Stored records:
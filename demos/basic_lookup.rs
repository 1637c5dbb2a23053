//! Basic geocode lookup example
//!
//! Looks up a few addresses against the live API. Set `GOOGLE_MAPS_API_KEY`
//! (and optionally `GOOGLE_MAPS_REGION`) before running.

use geocode_rs::{Geocoder, GeocoderConfig, LookupOutcome};
use tracing_subscriber::EnvFilter;

fn main() -> Result<(), Box<dyn std::error::Error>> {
    tracing_subscriber::fmt()
        .with_env_filter(EnvFilter::from_default_env())
        .init();

    println!("geocode-rs Basic Lookup Example");
    println!("===============================");

    let geocoder = Geocoder::with_config(GeocoderConfig::from_env())?;
    println!("Service URL scheme: {}", geocoder.service_url().split(':').next().unwrap_or(""));

    let addresses = [
        "1600 Amphitheatre Parkway, Mountain View, CA",
        "221B Baker Street, London",
        "Champ de Mars, 5 Avenue Anatole France, Paris",
    ];

    for address in addresses {
        println!("\nQuery: {address}");
        let location = geocoder.get(address)?;

        match location.outcome() {
            LookupOutcome::Found => {
                println!("  Address:  {}", location.formatted_address());
                println!("  Point:    {}, {}", location.latitude(), location.longitude());
                println!("  City:     {}", location.locality());
                println!("  State:    {}", location.state());
                println!("  Postcode: {}", location.postal_code());
                println!("  Country:  {} ({})", location.country(), location.country_code());
            }
            LookupOutcome::NoMatch { status, message } => {
                println!("  No match: {status:?} {}", message.as_deref().unwrap_or(""));
            }
            LookupOutcome::TransportFailed { message } | LookupOutcome::DecodeFailed { message } => {
                println!("  Lookup failed: {message}");
            }
        }
    }

    println!("\nExample complete!");
    Ok(())
}
//! Error types and handling for geocode-rs.

/// Result type alias for geocoding operations.
pub type Result<T> = std::result::Result<T, Error>;

/// Error types for geocoding operations.
///
/// Only [`Error::InvalidArgument`] ever escapes [`crate::Geocoder::get`]; the
/// other variants are reported by the strict [`crate::Geocoder::try_get`] and
/// by [`crate::Fetch`] implementations.
#[derive(Debug, thiserror::Error)]
pub enum Error {
    /// Caller supplied an unusable argument, such as an empty address
    #[error("Invalid argument: {message}")]
    InvalidArgument {
        /// Error message
        message: String,
    },

    /// The HTTP round trip failed
    #[error("Transport error: {message}")]
    TransportError {
        /// Error message
        message: String,
    },

    /// The response body did not look like a geocode response
    #[error("Decode error: {message}")]
    DecodeError {
        /// Error message
        message: String,
    },

    /// The client could not be configured
    #[error("Configuration error: {message}")]
    ConfigError {
        /// Error message
        message: String,
    },

    /// JSON errors
    #[error("JSON error: {source}")]
    Json {
        /// Source error
        #[from]
        source: serde_json::Error,
    },
}

impl Error {
    /// Create a new invalid argument error
    pub fn invalid_argument(message: impl Into<String>) -> Self {
        Self::InvalidArgument {
            message: message.into(),
        }
    }

    /// Create a new transport error
    pub fn transport_error(message: impl Into<String>) -> Self {
        Self::TransportError {
            message: message.into(),
        }
    }

    /// Create a new decode error
    pub fn decode_error(message: impl Into<String>) -> Self {
        Self::DecodeError {
            message: message.into(),
        }
    }

    /// Create a new configuration error
    pub fn config_error(message: impl Into<String>) -> Self {
        Self::ConfigError {
            message: message.into(),
        }
    }

    /// Check whether this error came from the network layer.
    pub fn is_transport(&self) -> bool {
        matches!(self, Self::TransportError { .. })
    }
}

__About this exercise__
Scan the entries above. Copy each line that has the string "Result".

__Expected answer__
fn main() -> Result<(), Box<dyn std::error::Error>> {
/// Result type alias for geocoding operations.
pub type Result<T> = std::result::Result<T, Error>;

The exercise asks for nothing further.